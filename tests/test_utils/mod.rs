pub mod collector;

#[allow(unused_imports)]
pub use collector::{GelfCollector, closed_addr};
//! Builder for [`GraylogHook`](super::GraylogHook).
//!
//! Exposes the retry policy, socket timeouts, frame limit, initial level and
//! diagnostic sink. Values are validated when [`GraylogHookBuilder::build`]
//! runs so a misconfigured hook never reaches the network.

use std::{sync::Arc, time::Duration};

use crate::{diagnostics::DiagnosticSink, error::ConfigError, level::Level};

use super::{GraylogHook, config::GraylogHookConfig};

macro_rules! ensure_positive {
    ($value:expr, $field:expr) => {{
        if $value == 0 {
            Err(ConfigError::InvalidConfig(format!(
                "{} must be greater than zero",
                $field
            )))
        } else {
            Ok($value)
        }
    }};
}

macro_rules! option_setter {
    ($(#[$meta:meta])* $fn_name:ident, $field:ident, $ty:ty) => {
        $(#[$meta])*
        pub fn $fn_name(mut self, value: $ty) -> Self {
            self.$field = Some(value);
            self
        }
    };
}

/// Builder for constructing [`GraylogHook`] instances.
#[derive(Clone, Default)]
pub struct GraylogHookBuilder {
    address: String,
    host: String,
    instance_suffix: bool,
    level: Option<String>,
    attempts: Option<u32>,
    retry_delay_ms: Option<u64>,
    connect_timeout_ms: Option<u64>,
    write_timeout_ms: Option<u64>,
    max_frame_size: Option<usize>,
    diagnostics: Option<Arc<dyn DiagnosticSink>>,
}

impl GraylogHookBuilder {
    /// Create a builder targeting `address` (`host:port`) that reports as
    /// `host`.
    pub fn new(address: impl Into<String>, host: impl Into<String>) -> Self {
        Self {
            address: address.into(),
            host: host.into(),
            ..Self::default()
        }
    }

    /// Append `-<8 hex digits>` to the host so several instances logging
    /// under one name stay distinguishable.
    pub fn with_instance_suffix(mut self) -> Self {
        self.instance_suffix = true;
        self
    }

    /// Set the initial minimum level by name.
    pub fn with_level(mut self, level: impl Into<String>) -> Self {
        self.level = Some(level.into());
        self
    }

    option_setter!(
        #[doc = "Set how many times dialling and writing are attempted."]
        with_attempts,
        attempts,
        u32
    );
    option_setter!(
        #[doc = "Set the fixed pause between attempts. Zero is allowed."]
        with_retry_delay_ms,
        retry_delay_ms,
        u64
    );
    option_setter!(with_connect_timeout_ms, connect_timeout_ms, u64);
    option_setter!(with_write_timeout_ms, write_timeout_ms, u64);
    option_setter!(with_max_frame_size, max_frame_size, usize);

    /// Route connection diagnostics to `sink`.
    pub fn with_diagnostics(mut self, sink: impl DiagnosticSink + 'static) -> Self {
        self.diagnostics = Some(Arc::new(sink));
        self
    }

    fn validate(&self) -> Result<(), ConfigError> {
        if self.host.trim().is_empty() {
            return Err(ConfigError::InvalidConfig("host must not be empty".into()));
        }
        self.validate_limits()?;
        Ok(())
    }

    fn validate_limits(&self) -> Result<(), ConfigError> {
        if let Some(attempts) = self.attempts {
            ensure_positive!(attempts, "attempts")?;
        }
        if let Some(timeout) = self.connect_timeout_ms {
            ensure_positive!(timeout, "connect_timeout_ms")?;
        }
        if let Some(timeout) = self.write_timeout_ms {
            ensure_positive!(timeout, "write_timeout_ms")?;
        }
        if let Some(size) = self.max_frame_size {
            ensure_positive!(size, "max_frame_size")?;
        }
        Ok(())
    }

    fn host_identifier(&self) -> String {
        if !self.instance_suffix {
            return self.host.clone();
        }
        format!("{}-{:08x}", self.host, rand::random::<u32>())
    }

    /// Validate the options and produce the resulting configuration.
    pub fn build_config(&self) -> Result<GraylogHookConfig, ConfigError> {
        self.validate()?;
        let mut config = GraylogHookConfig::new(self.address.clone(), self.host_identifier());
        if let Some(ref level) = self.level {
            config.level = level.parse::<Level>()?;
        }
        if let Some(attempts) = self.attempts {
            config.retry.attempts = attempts;
        }
        if let Some(ms) = self.retry_delay_ms {
            config.retry.delay = Duration::from_millis(ms);
        }
        if let Some(ms) = self.connect_timeout_ms {
            config.connect_timeout = Duration::from_millis(ms);
        }
        if let Some(ms) = self.write_timeout_ms {
            config.write_timeout = Duration::from_millis(ms);
        }
        if let Some(size) = self.max_frame_size {
            config.max_frame_size = size;
        }
        if let Some(ref sink) = self.diagnostics {
            config.diagnostics = Arc::clone(sink);
        }
        config.validate()?;
        Ok(config)
    }

    /// Build the hook.
    pub fn build(&self) -> Result<GraylogHook, ConfigError> {
        GraylogHook::with_config(self.build_config()?)
    }
}

impl std::fmt::Debug for GraylogHookBuilder {
    fn fmt(&self, f: &mut std::fmt::Formatter<'_>) -> std::fmt::Result {
        f.debug_struct("GraylogHookBuilder")
            .field("address", &self.address)
            .field("host", &self.host)
            .field("instance_suffix", &self.instance_suffix)
            .field("level", &self.level)
            .field("attempts", &self.attempts)
            .field("retry_delay_ms", &self.retry_delay_ms)
            .field("connect_timeout_ms", &self.connect_timeout_ms)
            .field("write_timeout_ms", &self.write_timeout_ms)
            .field("max_frame_size", &self.max_frame_size)
            .finish_non_exhaustive()
    }
}
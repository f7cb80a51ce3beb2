//! Ship structured log records to Graylog as GELF over TCP.
//!
//! [`GraylogHook`] owns a single lazily dialled connection to the aggregator
//! and writes one zero-terminated JSON frame per record, retrying with a fixed
//! delay when the connection fails. The optional `log-compat` feature installs
//! the hook behind the `log` facade.

pub mod diagnostics;
pub mod error;
pub mod gelf;
pub mod level;
#[cfg(feature = "log-compat")]
pub mod log_compat;
pub mod log_record;
pub mod rate_limited_warner;

pub use diagnostics::{Diagnostic, DiagnosticSink, DiscardSink, LogSink};
#[cfg(feature = "log-compat")]
pub use error::InitError;
pub use error::{
    ConfigError, ConnectionError, DeliveryError, DeliveryFailure, SendError, SerializationError,
};
pub use gelf::{GraylogHook, GraylogHookBuilder, GraylogHookConfig, RetryPolicy};
pub use level::Level;
#[cfg(feature = "log-compat")]
pub use log_compat::GraylogLogger;
pub use log_record::LogRecord;
//! Configuration structures consumed by the hook lifecycle.
//!
//! `GraylogHookBuilder` constructs these values before passing them to
//! [`GraylogHook`](super::GraylogHook) for runtime use.

use std::{fmt, sync::Arc, time::Duration};

use crate::{
    diagnostics::{DiagnosticSink, DiscardSink},
    error::ConfigError,
    level::Level,
};

/// Default number of dial and write attempts.
pub const DEFAULT_ATTEMPTS: u32 = 3;
/// Default fixed pause between failed attempts.
pub const DEFAULT_RETRY_DELAY: Duration = Duration::from_millis(200);
/// Default connection timeout applied per resolved address.
pub const DEFAULT_CONNECT_TIMEOUT: Duration = Duration::from_secs(5);
/// Default write timeout applied to socket writes.
pub const DEFAULT_WRITE_TIMEOUT: Duration = Duration::from_secs(1);
/// Default maximum frame size (in bytes, delimiter included).
pub const DEFAULT_MAX_FRAME_SIZE: usize = 1 << 20; // 1 MiB

/// Fixed-delay retry policy shared by the dial and write loops.
#[derive(Clone, Copy, Debug, PartialEq, Eq)]
pub struct RetryPolicy {
    pub attempts: u32,
    pub delay: Duration,
}

impl Default for RetryPolicy {
    fn default() -> Self {
        Self {
            attempts: DEFAULT_ATTEMPTS,
            delay: DEFAULT_RETRY_DELAY,
        }
    }
}

/// Everything needed to run a [`GraylogHook`](super::GraylogHook).
#[derive(Clone)]
pub struct GraylogHookConfig {
    /// Aggregator address in `host:port` form.
    pub address: String,
    /// Value of the GELF `host` field.
    pub host: String,
    pub level: Level,
    pub retry: RetryPolicy,
    pub connect_timeout: Duration,
    pub write_timeout: Duration,
    pub max_frame_size: usize,
    pub diagnostics: Arc<dyn DiagnosticSink>,
}

impl GraylogHookConfig {
    /// Configuration with default tuning for the given target and host.
    pub fn new(address: impl Into<String>, host: impl Into<String>) -> Self {
        Self {
            address: address.into(),
            host: host.into(),
            level: Level::default(),
            retry: RetryPolicy::default(),
            connect_timeout: DEFAULT_CONNECT_TIMEOUT,
            write_timeout: DEFAULT_WRITE_TIMEOUT,
            max_frame_size: DEFAULT_MAX_FRAME_SIZE,
            diagnostics: Arc::new(DiscardSink),
        }
    }

    /// Reject values that would make every send fail.
    pub fn validate(&self) -> Result<(), ConfigError> {
        validate_address(&self.address)?;
        if self.host.trim().is_empty() {
            return Err(ConfigError::InvalidConfig("host must not be empty".into()));
        }
        ensure_nonzero(self.retry.attempts == 0, "attempts")?;
        ensure_nonzero(self.connect_timeout.is_zero(), "connect_timeout")?;
        ensure_nonzero(self.write_timeout.is_zero(), "write_timeout")?;
        ensure_nonzero(self.max_frame_size == 0, "max_frame_size")?;
        Ok(())
    }
}

fn ensure_nonzero(is_zero: bool, field: &str) -> Result<(), ConfigError> {
    if is_zero {
        Err(ConfigError::InvalidConfig(format!(
            "{field} must be greater than zero"
        )))
    } else {
        Ok(())
    }
}

fn validate_address(address: &str) -> Result<(), ConfigError> {
    let port = address
        .rsplit_once(':')
        .filter(|(host, _)| !host.is_empty())
        .map(|(_, port)| port)
        .ok_or_else(|| {
            ConfigError::InvalidConfig(format!("address {address:?} must have the form host:port"))
        })?;
    let port = port.parse::<u16>().map_err(|_| {
        ConfigError::InvalidConfig(format!("address {address:?} has an invalid port"))
    })?;
    ensure_nonzero(port == 0, "address port")
}

impl fmt::Debug for GraylogHookConfig {
    fn fmt(&self, f: &mut fmt::Formatter<'_>) -> fmt::Result {
        f.debug_struct("GraylogHookConfig")
            .field("address", &self.address)
            .field("host", &self.host)
            .field("level", &self.level)
            .field("retry", &self.retry)
            .field("connect_timeout", &self.connect_timeout)
            .field("write_timeout", &self.write_timeout)
            .field("max_frame_size", &self.max_frame_size)
            .finish_non_exhaustive()
    }
}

> [Work request] Go through the listing above and return each line where the word "initial" occurs.

> [Answer to the problem]
//! Exposes the retry policy, socket timeouts, frame limit, initial level and
    /// Set the initial minimum level by name.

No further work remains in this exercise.